• _Try it_:
In the records below, which lines include "tags"? Copy them.

Stored items:
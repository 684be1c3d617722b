//! Mix and comment models plus their API view types.

use chrono::NaiveDateTime;
use serde::Serialize;

use super::timestamp;
use crate::models::user::DjSummary;

/// An uploaded mix (domain model).
#[derive(Debug, Clone)]
pub struct Mix {
    pub id: i32,
    pub user_id: i32,
    pub title: String,
    pub description: Option<String>,
    pub audio_url: String,
    pub cover_url: Option<String>,
    pub genre: Option<String>,
    /// Duration in seconds.
    pub duration: i32,
    pub play_count: i32,
    pub is_public: bool,
    /// JSON array of tag strings, as stored.
    pub tags: Option<String>,
    pub created_at: NaiveDateTime,
    pub updated_at: NaiveDateTime,
}

impl Mix {
    /// Decode the stored tag list. Malformed stored JSON yields no tags.
    pub fn tag_list(&self) -> Vec<String> {
        self.tags
            .as_deref()
            .and_then(|raw| serde_json::from_str(raw).ok())
            .unwrap_or_default()
    }
}

/// A comment on a mix (domain model). `parent_id` is set for replies;
/// nesting is a single level deep.
#[derive(Debug, Clone)]
pub struct Comment {
    pub id: i32,
    pub mix_id: i32,
    pub user_id: i32,
    pub parent_id: Option<i32>,
    pub content: String,
    pub created_at: NaiveDateTime,
}

/// Per-caller engagement annotations computed at read time.
#[derive(Debug, Clone, Copy, Default)]
pub struct MixAnnotations {
    pub likes_count: i64,
    pub comments_count: i64,
    pub is_liked: bool,
}

/// Mix as returned by the API: the entity plus its DJ and the caller's
/// engagement view.
#[derive(Debug, Clone, Serialize)]
#[serde(rename_all = "camelCase")]
pub struct MixView {
    pub id: i32,
    pub title: String,
    #[serde(skip_serializing_if = "Option::is_none")]
    pub description: Option<String>,
    pub audio_url: String,
    #[serde(skip_serializing_if = "Option::is_none")]
    pub cover_url: Option<String>,
    #[serde(skip_serializing_if = "Option::is_none")]
    pub genre: Option<String>,
    pub duration: i32,
    pub plays: i32,
    pub is_public: bool,
    pub tags: Vec<String>,
    pub created_at: String,
    pub dj: DjSummary,
    pub likes_count: i64,
    pub comments_count: i64,
    pub is_liked: bool,
}

impl MixView {
    pub fn assemble(mix: &Mix, dj: DjSummary, notes: MixAnnotations) -> Self {
        Self {
            id: mix.id,
            title: mix.title.clone(),
            description: mix.description.clone(),
            audio_url: mix.audio_url.clone(),
            cover_url: mix.cover_url.clone(),
            genre: mix.genre.clone(),
            duration: mix.duration,
            plays: mix.play_count,
            is_public: mix.is_public,
            tags: mix.tag_list(),
            created_at: timestamp(&mix.created_at),
            dj,
            likes_count: notes.likes_count,
            comments_count: notes.comments_count,
            is_liked: notes.is_liked,
        }
    }
}

/// Comment as returned by the API, with author and the caller's like state.
/// Top-level comments carry their direct replies.
#[derive(Debug, Clone, Serialize)]
#[serde(rename_all = "camelCase")]
pub struct CommentView {
    pub id: i32,
    pub content: String,
    pub created_at: String,
    pub author: DjSummary,
    pub likes_count: i64,
    pub is_liked: bool,
    #[serde(skip_serializing_if = "Vec::is_empty")]
    pub replies: Vec<CommentView>,
}

impl CommentView {
    pub fn assemble(
        comment: &Comment,
        author: DjSummary,
        likes_count: i64,
        is_liked: bool,
    ) -> Self {
        Self {
            id: comment.id,
            content: comment.content.clone(),
            created_at: timestamp(&comment.created_at),
            author,
            likes_count,
            is_liked,
            replies: Vec::new(),
        }
    }
}

/// Envelope for mix create/update responses.
#[derive(Debug, Serialize)]
pub struct MixResponse {
    pub success: bool,
    pub mix: MixView,
}

/// Envelope for comment create responses.
#[derive(Debug, Serialize)]
pub struct CommentResponse {
    pub success: bool,
    pub comment: CommentView,
}

/// Toggle result for likes on mixes and comments.
#[derive(Debug, Serialize)]
#[serde(rename_all = "camelCase")]
pub struct LikeResponse {
    pub liked: bool,
    pub likes_count: i64,
}

/// Result of a play-count increment attempt. `counted` is false when the
/// cooldown window swallowed the play.
#[derive(Debug, Serialize)]
#[serde(rename_all = "camelCase")]
pub struct PlayResponse {
    pub plays: i32,
    pub counted: bool,
}

#[cfg(test)]
mod tests {
    use super::*;

    fn sample_mix(tags: Option<&str>) -> Mix {
        Mix {
            id: 7,
            user_id: 1,
            title: "Test Mix".into(),
            description: None,
            audio_url: "/a.mp3".into(),
            cover_url: None,
            genre: Some("house".into()),
            duration: 120,
            play_count: 0,
            is_public: true,
            tags: tags.map(str::to_owned),
            created_at: NaiveDateTime::default(),
            updated_at: NaiveDateTime::default(),
        }
    }

    #[test]
    fn test_tag_list_decodes_json_array() {
        let mix = sample_mix(Some(r#"["deep","vinyl"]"#));
        assert_eq!(mix.tag_list(), vec!["deep".to_string(), "vinyl".to_string()]);
    }

    #[test]
    fn test_tag_list_tolerates_garbage() {
        assert!(sample_mix(Some("not json")).tag_list().is_empty());
        assert!(sample_mix(None).tag_list().is_empty());
    }
}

• _Task output_:
    pub tags: Option<String>,
    /// Decode the stored tag list. Malformed stored JSON yields no tags.
        self.tags
    pub tags: Vec<String>,
            tags: mix.tag_list(),
    fn sample_mix(tags: Option<&str>) -> Mix {
            tags: tags.map(str::to_owned),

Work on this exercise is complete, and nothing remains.